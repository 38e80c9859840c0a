//! Pot seeding configuration from config.toml.
//!
//! This module loads initial pot definitions from a TOML file. The pots
//! defined there are used to seed the database on first run or when pots are
//! missing; existing pots are never touched.

use crate::errors::{Error, Result};
use serde::Deserialize;
use std::path::Path;

/// Configuration structure representing the entire seed file
#[derive(Debug, Deserialize)]
pub struct SeedConfig {
    /// Spending pots to seed
    #[serde(default)]
    pub spending_pots: Vec<SpendingPotSeed>,
    /// Savings pots to seed
    #[serde(default)]
    pub savings_pots: Vec<SavingsPotSeed>,
}

/// Seed definition for a single spending pot
#[derive(Debug, Deserialize, Clone)]
pub struct SpendingPotSeed {
    /// Name of the pot
    pub name: String,
    /// Initial allocation in minor units (pence)
    pub allocation: i64,
}

/// Seed definition for a single savings pot
#[derive(Debug, Deserialize, Clone)]
pub struct SavingsPotSeed {
    /// Name of the pot
    pub name: String,
}

/// Loads pot seed configuration from a TOML file.
///
/// # Errors
/// Returns an error if the file cannot be read, the TOML syntax is invalid,
/// or required fields are missing.
pub fn load_seed_config<P: AsRef<Path>>(path: P) -> Result<SeedConfig> {
    let contents = std::fs::read_to_string(path.as_ref()).map_err(|e| Error::Config {
        message: format!("Failed to read seed config file: {e}"),
    })?;

    toml::from_str(&contents).map_err(|e| Error::Config {
        message: format!("Failed to parse seed config: {e}"),
    })
}
#[cfg(test)]
mod tests {
    #![allow(clippy::unwrap_used)]
    use super::*;
    use crate::test_utils::{create_test_spending_pot, setup_test_db};

    #[tokio::test]
    async fn test_create_spending_pot_validation() -> Result<()> {
        let db = setup_test_db().await?;

        let result = create_spending_pot(&db, String::new(), 100).await;
        assert!(matches!(result.unwrap_err(), Error::InvalidName { message: _ }));

        let result = create_spending_pot(&db, "   ".to_string(), 100).await;
        assert!(matches!(result.unwrap_err(), Error::InvalidName { message: _ }));

        let result = create_spending_pot(&db, "Groceries".to_string(), -1).await;
        assert!(matches!(
            result.unwrap_err(),
            Error::InvalidAllocation { message: _ }
        ));

        Ok(())
    }

    #[tokio::test]
    async fn test_create_spending_pot_starts_unspent() -> Result<()> {
        let db = setup_test_db().await?;

        let pot = create_spending_pot(&db, "Groceries".to_string(), 10000).await?;
        assert_eq!(pot.amount_allocated, 10000);
        assert_eq!(pot.amount_added_this_cycle, 10000);
        assert_eq!(pot.amount_spent, 0);
        assert_eq!(pot.amount_left, 10000);

        Ok(())
    }

    #[tokio::test]
    async fn test_create_spending_pot_duplicate_name() -> Result<()> {
        let db = setup_test_db().await?;

        create_spending_pot(&db, "Groceries".to_string(), 10000).await?;
        let result = create_spending_pot(&db, "Groceries".to_string(), 5000).await;
        assert!(matches!(result.unwrap_err(), Error::AlreadyExists { name } if name == "Groceries"));

        Ok(())
    }

    #[tokio::test]
    async fn test_apply_spend_delta_keeps_invariant() -> Result<()> {
        let db = setup_test_db().await?;
        let pot = create_test_spending_pot(&db, "Groceries", 10000).await?;

        let updated = apply_spend_delta(&db, pot.id, 3000).await?;
        assert_eq!(updated.amount_spent, 3000);
        assert_eq!(updated.amount_left, 7000);
        assert_eq!(
            updated.amount_spent + updated.amount_left,
            updated.amount_allocated
        );

        // Reversal restores the original state exactly
        let reversed = apply_spend_delta(&db, pot.id, -3000).await?;
        assert_eq!(reversed.amount_spent, 0);
        assert_eq!(reversed.amount_left, 10000);

        Ok(())
    }

    #[tokio::test]
    async fn test_apply_spend_delta_allows_overdraw() -> Result<()> {
        let db = setup_test_db().await?;
        let pot = create_test_spending_pot(&db, "Groceries", 1000).await?;

        let updated = apply_spend_delta(&db, pot.id, 1500).await?;
        assert_eq!(updated.amount_spent, 1500);
        assert_eq!(updated.amount_left, -500);

        Ok(())
    }

    #[tokio::test]
    async fn test_apply_spend_delta_pot_not_found() -> Result<()> {
        let db = setup_test_db().await?;

        let result = apply_spend_delta(&db, 999, 100).await;
        assert!(matches!(result.unwrap_err(), Error::PotNotFound { id: 999 }));

        Ok(())
    }

    #[tokio::test]
    async fn test_rename_spending_pot() -> Result<()> {
        let db = setup_test_db().await?;
        let pot = create_test_spending_pot(&db, "Groceries", 10000).await?;
        create_test_spending_pot(&db, "Eating Out", 5000).await?;

        let renamed = rename_spending_pot(&db, pot.id, "Food".to_string()).await?;
        assert_eq!(renamed.name, "Food");

        // Renaming onto another pot's name is rejected
        let result = rename_spending_pot(&db, pot.id, "Eating Out".to_string()).await;
        assert!(matches!(result.unwrap_err(), Error::AlreadyExists { name: _ }));

        // Renaming to its own name is a no-op, not a collision
        let same = rename_spending_pot(&db, pot.id, "Food".to_string()).await?;
        assert_eq!(same.name, "Food");

        Ok(())
    }

    #[tokio::test]
    async fn test_delete_spending_pot_rejects_dependents() -> Result<()> {
        let db = setup_test_db().await?;
        let pot = create_test_spending_pot(&db, "Groceries", 10000).await?;

        crate::core::rules::add_rule(&db, "Tesco".to_string(), pot.id, false).await?;

        let result = delete_spending_pot(&db, pot.id).await;
        assert!(matches!(result.unwrap_err(), Error::Conflict { message: _ }));

        Ok(())
    }

    #[tokio::test]
    async fn test_delete_spending_pot_without_dependents() -> Result<()> {
        let db = setup_test_db().await?;
        let pot = create_test_spending_pot(&db, "Groceries", 10000).await?;

        delete_spending_pot(&db, pot.id).await?;
        assert!(get_spending_pot_by_id(&db, pot.id).await?.is_none());

        Ok(())
    }

    #[tokio::test]
    async fn test_create_savings_pot() -> Result<()> {
        let db = setup_test_db().await?;

        let pot = create_savings_pot(&db, "Holiday".to_string()).await?;
        assert_eq!(pot.amount_saved, 0);
        assert_eq!(pot.amount_added_this_cycle, 0);

        let result = create_savings_pot(&db, "Holiday".to_string()).await;
        assert!(matches!(result.unwrap_err(), Error::AlreadyExists { name: _ }));

        Ok(())
    }

    #[tokio::test]
    async fn test_delete_savings_pot() -> Result<()> {
        let db = setup_test_db().await?;
        let pot = create_savings_pot(&db, "Holiday".to_string()).await?;

        delete_savings_pot(&db, pot.id).await?;
        assert!(get_savings_pot_by_id(&db, pot.id).await?.is_none());

        let result = delete_savings_pot(&db, pot.id).await;
        assert!(matches!(result.unwrap_err(), Error::PotNotFound { id: _ }));

        Ok(())
    }

    #[tokio::test]
    async fn test_seed_initial_pots_is_idempotent() -> Result<()> {
        let db = setup_test_db().await?;

        let config: crate::config::pots::SeedConfig = toml::from_str(
            r#"
            [[spending_pots]]
            name = "Groceries"
            allocation = 40000

            [[savings_pots]]
            name = "Holiday"
        "#,
        )
        .unwrap();

        let created = seed_initial_pots(&db, &config).await?;
        assert_eq!(created, 2);

        // Second run creates nothing and changes nothing
        let created_again = seed_initial_pots(&db, &config).await?;
        assert_eq!(created_again, 0);
        assert_eq!(get_all_spending_pots(&db).await?.len(), 1);
        assert_eq!(get_all_savings_pots(&db).await?.len(), 1);

        Ok(())
    }
}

_____

## Exercise
Quote the listing in full, please, keeping every line exact.

## Task result
repository 38e80c9859840c0a
//! Pot seeding configuration from config.toml.
//!
//! This module loads initial pot definitions from a TOML file. The pots
//! defined there are used to seed the database on first run or when pots are
//! missing; existing pots are never touched.

use crate::errors::{Error, Result};
use serde::Deserialize;
use std::path::Path;

/// Configuration structure representing the entire seed file
#[derive(Debug, Deserialize)]
pub struct SeedConfig {
    /// Spending pots to seed
    #[serde(default)]
    pub spending_pots: Vec<SpendingPotSeed>,
    /// Savings pots to seed
    #[serde(default)]
    pub savings_pots: Vec<SavingsPotSeed>,
}

/// Seed definition for a single spending pot
#[derive(Debug, Deserialize, Clone)]
pub struct SpendingPotSeed {
    /// Name of the pot
    pub name: String,
    /// Initial allocation in minor units (pence)
    pub allocation: i64,
}

/// Seed definition for a single savings pot
#[derive(Debug, Deserialize, Clone)]
pub struct SavingsPotSeed {
    /// Name of the pot
    pub name: String,
}

/// Loads pot seed configuration from a TOML file.
///
/// # Errors
/// Returns an error if the file cannot be read, the TOML syntax is invalid,
/// or required fields are missing.
pub fn load_seed_config<P: AsRef<Path>>(path: P) -> Result<SeedConfig> {
    let contents = std::fs::read_to_string(path.as_ref()).map_err(|e| Error::Config {
        message: format!("Failed to read seed config file: {e}"),
    })?;

    toml::from_str(&contents).map_err(|e| Error::Config {
        message: format!("Failed to parse seed config: {e}"),
    })
}
#[cfg(test)]
mod tests {
    #![allow(clippy::unwrap_used)]
    use super::*;
    use crate::test_utils::{create_test_spending_pot, setup_test_db};

    #[tokio::test]
    async fn test_create_spending_pot_validation() -> Result<()> {
        let db = setup_test_db().await?;

        let result = create_spending_pot(&db, String::new(), 100).await;
        assert!(matches!(result.unwrap_err(), Error::InvalidName { message: _ }));

        let result = create_spending_pot(&db, "   ".to_string(), 100).await;
        assert!(matches!(result.unwrap_err(), Error::InvalidName { message: _ }));

        let result = create_spending_pot(&db, "Groceries".to_string(), -1).await;
        assert!(matches!(
            result.unwrap_err(),
            Error::InvalidAllocation { message: _ }
        ));

        Ok(())
    }

    #[tokio::test]
    async fn test_create_spending_pot_starts_unspent() -> Result<()> {
        let db = setup_test_db().await?;

        let pot = create_spending_pot(&db, "Groceries".to_string(), 10000).await?;
        assert_eq!(pot.amount_allocated, 10000);
        assert_eq!(pot.amount_added_this_cycle, 10000);
        assert_eq!(pot.amount_spent, 0);
        assert_eq!(pot.amount_left, 10000);

        Ok(())
    }

    #[tokio::test]
    async fn test_create_spending_pot_duplicate_name() -> Result<()> {
        let db = setup_test_db().await?;

        create_spending_pot(&db, "Groceries".to_string(), 10000).await?;
        let result = create_spending_pot(&db, "Groceries".to_string(), 5000).await;
        assert!(matches!(result.unwrap_err(), Error::AlreadyExists { name } if name == "Groceries"));

        Ok(())
    }

    #[tokio::test]
    async fn test_apply_spend_delta_keeps_invariant() -> Result<()> {
        let db = setup_test_db().await?;
        let pot = create_test_spending_pot(&db, "Groceries", 10000).await?;

        let updated = apply_spend_delta(&db, pot.id, 3000).await?;
        assert_eq!(updated.amount_spent, 3000);
        assert_eq!(updated.amount_left, 7000);
        assert_eq!(
            updated.amount_spent + updated.amount_left,
            updated.amount_allocated
        );

        // Reversal restores the original state exactly
        let reversed = apply_spend_delta(&db, pot.id, -3000).await?;
        assert_eq!(reversed.amount_spent, 0);
        assert_eq!(reversed.amount_left, 10000);

        Ok(())
    }

    #[tokio::test]
    async fn test_apply_spend_delta_allows_overdraw() -> Result<()> {
        let db = setup_test_db().await?;
        let pot = create_test_spending_pot(&db, "Groceries", 1000).await?;

        let updated = apply_spend_delta(&db, pot.id, 1500).await?;
        assert_eq!(updated.amount_spent, 1500);
        assert_eq!(updated.amount_left, -500);

        Ok(())
    }

    #[tokio::test]
    async fn test_apply_spend_delta_pot_not_found() -> Result<()> {
        let db = setup_test_db().await?;

        let result = apply_spend_delta(&db, 999, 100).await;
        assert!(matches!(result.unwrap_err(), Error::PotNotFound { id: 999 }));

        Ok(())
    }

    #[tokio::test]
    async fn test_rename_spending_pot() -> Result<()> {
        let db = setup_test_db().await?;
        let pot = create_test_spending_pot(&db, "Groceries", 10000).await?;
        create_test_spending_pot(&db, "Eating Out", 5000).await?;

        let renamed = rename_spending_pot(&db, pot.id, "Food".to_string()).await?;
        assert_eq!(renamed.name, "Food");

        // Renaming onto another pot's name is rejected
        let result = rename_spending_pot(&db, pot.id, "Eating Out".to_string()).await;
        assert!(matches!(result.unwrap_err(), Error::AlreadyExists { name: _ }));

        // Renaming to its own name is a no-op, not a collision
        let same = rename_spending_pot(&db, pot.id, "Food".to_string()).await?;
        assert_eq!(same.name, "Food");

        Ok(())
    }

    #[tokio::test]
    async fn test_delete_spending_pot_rejects_dependents() -> Result<()> {
        let db = setup_test_db().await?;
        let pot = create_test_spending_pot(&db, "Groceries", 10000).await?;

        crate::core::rules::add_rule(&db, "Tesco".to_string(), pot.id, false).await?;

        let result = delete_spending_pot(&db, pot.id).await;
        assert!(matches!(result.unwrap_err(), Error::Conflict { message: _ }));

        Ok(())
    }

    #[tokio::test]
    async fn test_delete_spending_pot_without_dependents() -> Result<()> {
        let db = setup_test_db().await?;
        let pot = create_test_spending_pot(&db, "Groceries", 10000).await?;

        delete_spending_pot(&db, pot.id).await?;
        assert!(get_spending_pot_by_id(&db, pot.id).await?.is_none());

        Ok(())
    }

    #[tokio::test]
    async fn test_create_savings_pot() -> Result<()> {
        let db = setup_test_db().await?;

        let pot = create_savings_pot(&db, "Holiday".to_string()).await?;
        assert_eq!(pot.amount_saved, 0);
        assert_eq!(pot.amount_added_this_cycle, 0);

        let result = create_savings_pot(&db, "Holiday".to_string()).await;
        assert!(matches!(result.unwrap_err(), Error::AlreadyExists { name: _ }));

        Ok(())
    }

    #[tokio::test]
    async fn test_delete_savings_pot() -> Result<()> {
        let db = setup_test_db().await?;
        let pot = create_savings_pot(&db, "Holiday".to_string()).await?;

        delete_savings_pot(&db, pot.id).await?;
        assert!(get_savings_pot_by_id(&db, pot.id).await?.is_none());

        let result = delete_savings_pot(&db, pot.id).await;
        assert!(matches!(result.unwrap_err(), Error::PotNotFound { id: _ }));

        Ok(())
    }

    #[tokio::test]
    async fn test_seed_initial_pots_is_idempotent() -> Result<()> {
        let db = setup_test_db().await?;

        let config: crate::config::pots::SeedConfig = toml::from_str(
            r#"
            [[spending_pots]]
            name = "Groceries"
            allocation = 40000

            [[savings_pots]]
            name = "Holiday"
        "#,
        )
        .unwrap();

        let created = seed_initial_pots(&db, &config).await?;
        assert_eq!(created, 2);

        // Second run creates nothing and changes nothing
        let created_again = seed_initial_pots(&db, &config).await?;
        assert_eq!(created_again, 0);
        assert_eq!(get_all_spending_pots(&db).await?.len(), 1);
        assert_eq!(get_all_savings_pots(&db).await?.len(), 1);

        Ok(())
    }
}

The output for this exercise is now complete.